Grundsätzlich sollten die Tiere durch eine optimale Ernährung und Pflege in einem guten gesundheitlichen Zustand gehalten werden, damit das Immunsystem den Erreger Wirkungsvoll bekämpfen kann.
EHDV im EU-Tierseuchenrecht
Das Virus der epizootischen hämorrhagie der Hirsche ist eine sogenannte Kategorie D Seuche, das Auftreten und die Ausbreitung dieser Krankheiten wird in Europa überwacht, aber nicht strategisch bekämpft. Mitgliedsländer mit festgestellten Ausbrüchen wird die Entscheidung zur Art der Bekämpfung selbst überlassen. Es bestehen jedoch Handelsbeschränkungen für empfängliche Tiere aus diesen Regionen. Tiere, die innerhalb der letzten 2 Jahre in einem Radius von 150km um einen Ausbruchsbetrieb gestanden haben, dürfen nicht in eine freie Region transportiert werden. Der Handel mit geimpften Tieren ist theoretisch möglich, aber den aktuellen vorläufigen EHDV-Impfstoffen fehlen die entscheidenden Angaben zum Wirksamkeitseintritt und der Immunitätsdauer.

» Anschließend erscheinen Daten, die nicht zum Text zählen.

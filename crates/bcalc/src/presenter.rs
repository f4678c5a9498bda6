#![forbid(unsafe_code)]

//! Turns buffers into terminal output.
//!
//! The presenter keeps the last buffer it drew and only emits cells that
//! changed. A size change (or [`Presenter::invalidate`]) forces a full
//! redraw. Cursor moves are skipped when the next changed cell directly
//! follows the previous one, and style escapes are emitted only when the
//! style changes.

use std::io::{self, Write};

use bcalc_widgets::{Buffer, Cell, Color, StyleFlags};
use crossterm::style::{
    Attribute, Color as TermColor, Print, SetAttribute, SetBackgroundColor, SetForegroundColor,
};
use crossterm::{cursor, queue, terminal};

/// Colors and attributes currently active on the terminal.
#[derive(Debug, Clone, Copy, PartialEq, Eq)]
struct Pen {
    fg: Color,
    bg: Color,
    attrs: StyleFlags,
}

impl Pen {
    fn of(cell: &Cell) -> Self {
        Self {
            fg: cell.fg,
            bg: cell.bg,
            attrs: cell.attrs,
        }
    }
}

const RESET_PEN: Pen = Pen {
    fg: Color::Reset,
    bg: Color::Reset,
    attrs: StyleFlags::empty(),
};

pub struct Presenter<W: Write> {
    out: W,
    prev: Option<Buffer>,
}

impl<W: Write> Presenter<W> {
    pub fn new(out: W) -> Self {
        Self { out, prev: None }
    }

    /// Forget the previous frame so the next present redraws everything.
    pub fn invalidate(&mut self) {
        self.prev = None;
    }

    pub fn get_ref(&self) -> &W {
        &self.out
    }

    pub fn into_inner(self) -> W {
        self.out
    }

    /// Draw `buf`, returning how many cells were written.
    pub fn present(&mut self, buf: &Buffer) -> io::Result<usize> {
        let full = match &self.prev {
            Some(prev) => prev.width() != buf.width() || prev.height() != buf.height(),
            None => true,
        };
        let changed = match (&self.prev, full) {
            (Some(prev), false) => buf.diff(prev),
            _ => (0..buf.height())
                .flat_map(|y| (0..buf.width()).map(move |x| (x, y)))
                .collect(),
        };

        if full {
            queue!(
                self.out,
                SetAttribute(Attribute::Reset),
                terminal::Clear(terminal::ClearType::All)
            )?;
        }

        let mut pen = RESET_PEN;
        let mut cursor_at: Option<(u16, u16)> = None;
        let mut written = 0usize;

        for (x, y) in changed {
            let Some(cell) = buf.get(x, y) else {
                continue;
            };
            if cell.continuation {
                continue;
            }
            if cursor_at != Some((x, y)) {
                queue!(self.out, cursor::MoveTo(x, y))?;
            }
            let next = Pen::of(cell);
            if next != pen {
                self.apply_pen(pen, next)?;
                pen = next;
            }
            queue!(self.out, Print(cell.ch))?;
            let width = if buf.get(x + 1, y).is_some_and(|c| c.continuation) { 2 } else { 1 };
            cursor_at = Some((x + width, y));
            written += 1;
        }

        if pen != RESET_PEN {
            queue!(self.out, SetAttribute(Attribute::Reset))?;
        }
        if written > 0 || full {
            self.out.flush()?;
        }

        tracing::trace!(cells = written, full, "frame presented");
        self.prev = Some(buf.clone());
        Ok(written)
    }

    fn apply_pen(&mut self, from: Pen, to: Pen) -> io::Result<()> {
        let mut from = from;
        // Attributes can only be cleared wholesale, which also resets colors.
        if !to.attrs.contains(from.attrs) {
            queue!(self.out, SetAttribute(Attribute::Reset))?;
            from = RESET_PEN;
        }
        for (flag, attr) in ATTRIBUTES {
            if to.attrs.contains(flag) && !from.attrs.contains(flag) {
                queue!(self.out, SetAttribute(attr))?;
            }
        }
        if to.fg != from.fg {
            queue!(self.out, SetForegroundColor(term_color(to.fg)))?;
        }
        if to.bg != from.bg {
            queue!(self.out, SetBackgroundColor(term_color(to.bg)))?;
        }
        Ok(())
    }
}

const ATTRIBUTES: [(StyleFlags, Attribute); 5] = [
    (StyleFlags::BOLD, Attribute::Bold),
    (StyleFlags::DIM, Attribute::Dim),
    (StyleFlags::ITALIC, Attribute::Italic),
    (StyleFlags::UNDERLINE, Attribute::Underlined),
    (StyleFlags::REVERSE, Attribute::Reverse),
];

fn term_color(color: Color) -> TermColor {
    match color {
        Color::Reset => TermColor::Reset,
        Color::Rgb(r, g, b) => TermColor::Rgb { r, g, b },
    }
}
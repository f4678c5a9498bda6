#![forbid(unsafe_code)]

//! Value animation for displayed figures.
//!
//! Every on-screen number eases linearly toward its latest target. The
//! pieces, bottom up:
//!
//! - [`Animation`]: the tick/value/complete contract shared by everything here.
//! - [`Tween`]: a single linear `from → to` interpolation over a fixed duration.
//! - [`AnimatedValue`]: one figure; retargeting cancels the in-flight tween
//!   and restarts from whatever is currently displayed.
//! - [`AnimationSet`]: independent figures keyed by identity.
//! - [`FrameClock`]: monotonic time source the runtime samples once per
//!   frame to compute `dt`.
//!
//! # Invariants
//!
//! 1. Once a tween's elapsed time reaches its duration, `value()` is exactly
//!    the target; no interpolation residue.
//! 2. A retarget starts from the displayed value, never from the original
//!    start of the superseded tween.
//! 3. A figure whose tween completed reports `is_complete()` and stops
//!    asking for frames.

mod clock;
mod set;
mod tween;
mod value;

use std::time::Duration;

pub use clock::{FrameClock, ManualClock, MonotonicClock};
pub use set::AnimationSet;
pub use tween::Tween;
pub use value::AnimatedValue;

/// Default duration of a figure transition.
pub const DEFAULT_DURATION: Duration = Duration::from_millis(500);

/// Something that advances with time and produces a value.
pub trait Animation {
    /// Advance by `dt`.
    fn tick(&mut self, dt: Duration);

    /// Whether the animation has reached its end state.
    fn is_complete(&self) -> bool;

    /// Current output.
    fn value(&self) -> f64;

    /// Return to the start state.
    fn reset(&mut self);
}
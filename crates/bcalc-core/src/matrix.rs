#![forbid(unsafe_code)]

//! The fixed 3×3 priority × complexity budget matrix.

use serde::{Deserialize, Serialize};

use crate::estimator::{BudgetRange, TierCoefficients, estimate_revenue};

/// How central the website is to the business.
#[derive(Debug, Clone, Copy, PartialEq, Eq, Hash, PartialOrd, Ord, Serialize, Deserialize)]
#[serde(rename_all = "snake_case")]
pub enum Priority {
    SupportiveRole,
    SignificantInfluence,
    KeyDriver,
}

impl Priority {
    /// Display order, top row first.
    pub const ALL: [Priority; 3] = [
        Priority::SupportiveRole,
        Priority::SignificantInfluence,
        Priority::KeyDriver,
    ];

    #[must_use]
    pub const fn label(self) -> &'static str {
        match self {
            Self::SupportiveRole => "Supportive Role",
            Self::SignificantInfluence => "Significant Influence",
            Self::KeyDriver => "Key Driver",
        }
    }

    /// Explanation shown in the detail modal.
    #[must_use]
    pub const fn description(self) -> &'static str {
        match self {
            Self::SupportiveRole => {
                "The website backs up sales and operations that happen elsewhere. \
                 Visitors mostly confirm who you are, find contact details, or read \
                 basic product information."
            }
            Self::SignificantInfluence => {
                "The website shapes buying decisions. Prospects research, compare, and \
                 qualify themselves online before they ever talk to your team."
            }
            Self::KeyDriver => {
                "The website is where revenue happens. Leads, sales, or the product \
                 itself depend on it, and downtime or friction costs money directly."
            }
        }
    }

    #[inline]
    #[must_use]
    pub const fn index(self) -> usize {
        self as usize
    }
}

/// How much custom work the website needs.
#[derive(Debug, Clone, Copy, PartialEq, Eq, Hash, PartialOrd, Ord, Serialize, Deserialize)]
#[serde(rename_all = "snake_case")]
pub enum Complexity {
    Simple,
    Average,
    Complex,
}

impl Complexity {
    /// Display order, left column first.
    pub const ALL: [Complexity; 3] = [Complexity::Simple, Complexity::Average, Complexity::Complex];

    #[must_use]
    pub const fn label(self) -> &'static str {
        match self {
            Self::Simple => "Simple",
            Self::Average => "Average",
            Self::Complex => "Complex",
        }
    }

    /// Explanation shown in the detail modal.
    #[must_use]
    pub const fn description(self) -> &'static str {
        match self {
            Self::Simple => {
                "A handful of pages built on a standard theme or template, with \
                 contact forms and light content editing."
            }
            Self::Average => {
                "A custom design with a content management system, several page \
                 types, basic integrations such as CRM or newsletter, and SEO work."
            }
            Self::Complex => {
                "Bespoke functionality: e-commerce, customer portals, multiple \
                 integrations, localization, or heavy data-driven features."
            }
        }
    }

    #[inline]
    #[must_use]
    pub const fn index(self) -> usize {
        self as usize
    }
}

/// Coefficient table indexed `[priority][complexity]`.
const COEFFICIENTS: [[TierCoefficients; 3]; 3] = [
    [
        TierCoefficients::new(0.0125, 0.01),
        TierCoefficients::new(0.02, 0.02),
        TierCoefficients::new(0.0375, 0.03),
    ],
    [
        TierCoefficients::new(0.025, 0.02),
        TierCoefficients::new(0.0375, 0.03),
        TierCoefficients::new(0.05, 0.04),
    ],
    [
        TierCoefficients::new(0.0375, 0.03),
        TierCoefficients::new(0.05, 0.04),
        TierCoefficients::new(0.0625, 0.05),
    ],
];

/// Fixed coefficients for one matrix cell.
#[inline]
#[must_use]
pub const fn coefficients(priority: Priority, complexity: Complexity) -> TierCoefficients {
    COEFFICIENTS[priority.index()][complexity.index()]
}

/// Every matrix cell evaluated for one revenue figure.
///
/// Always recomputed as a whole; there is no partial update.
#[derive(Debug, Clone, Copy, PartialEq, Eq, Default)]
pub struct BudgetMatrix {
    revenue: u64,
    cells: [[BudgetRange; 3]; 3],
}

impl BudgetMatrix {
    #[must_use]
    pub fn compute(revenue: u64) -> Self {
        let mut cells = [[BudgetRange::default(); 3]; 3];
        for priority in Priority::ALL {
            for complexity in Complexity::ALL {
                cells[priority.index()][complexity.index()] =
                    estimate_revenue(revenue, coefficients(priority, complexity));
            }
        }
        Self { revenue, cells }
    }

    /// Revenue the matrix was computed for (unclamped).
    #[inline]
    #[must_use]
    pub const fn revenue(&self) -> u64 {
        self.revenue
    }

    #[inline]
    #[must_use]
    pub const fn get(&self, priority: Priority, complexity: Complexity) -> BudgetRange {
        self.cells[priority.index()][complexity.index()]
    }

    /// Rows in display order, each with its three ranges left to right.
    pub fn rows(&self) -> impl Iterator<Item = (Priority, [BudgetRange; 3])> + '_ {
        Priority::ALL
            .into_iter()
            .map(|priority| (priority, self.cells[priority.index()]))
    }
}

Vorsicht beim Tierhandel mit Frankreich
In Belgien ist 2025 ein eingeführtes Tier aus Frankreich positiv auf EHDV getestet worden. Innerhalb Frankreichs sind im ersten Jahr viele Ausbruchsherde durch den Handel mit infizierten Tieren entstanden. Auf der Homepage des französichen Agrarministeriums stehen aktuelle Karten und eine Liste mit den Ausbruchsorten zur Verfügung:
https://agriculture.gouv.fr/mhe-la-maladie-hemorragique-epizootique
Züchter die über den Import von französischen Rinder oder andere empfänglioche Wiederkäuer nachdenken, sollten sich unbedingt im Vorfeld beim zuständigen Veterinäramt informieren.
Zusammenfassung
Mit EHDV steht eine weitere durch Insekten übertragene Viruserkrankung vor der Tür. Die Erkrankung ähneln stark einer Infektion mit BTV, kann aber auch mit der Maul- und Klauenseuche verwechselt werden. Die Ursache solcher Krankheitserscheinungen lässt sich nur durch eine Blutuntersuchung sicher diagnostizieren und unterscheiden. Innerhalb der Rinderhaltung wird besonders die Milchproduktion durch die Infektionen stark beeinträchtigt werden. Zum Schutz der Tiere steht ab August ein geeigneter Impfstoff in Aussicht, der in Abhängigkeit von der dann verfügbaren Menge, zuerst im Südwesten entlang der Grenze zu Frankreich eingesetzt werden sollte. Landwirte und Tierärzte müssen also weiterhin Wachsam bleiben, um die Rinderbestände zu schützen.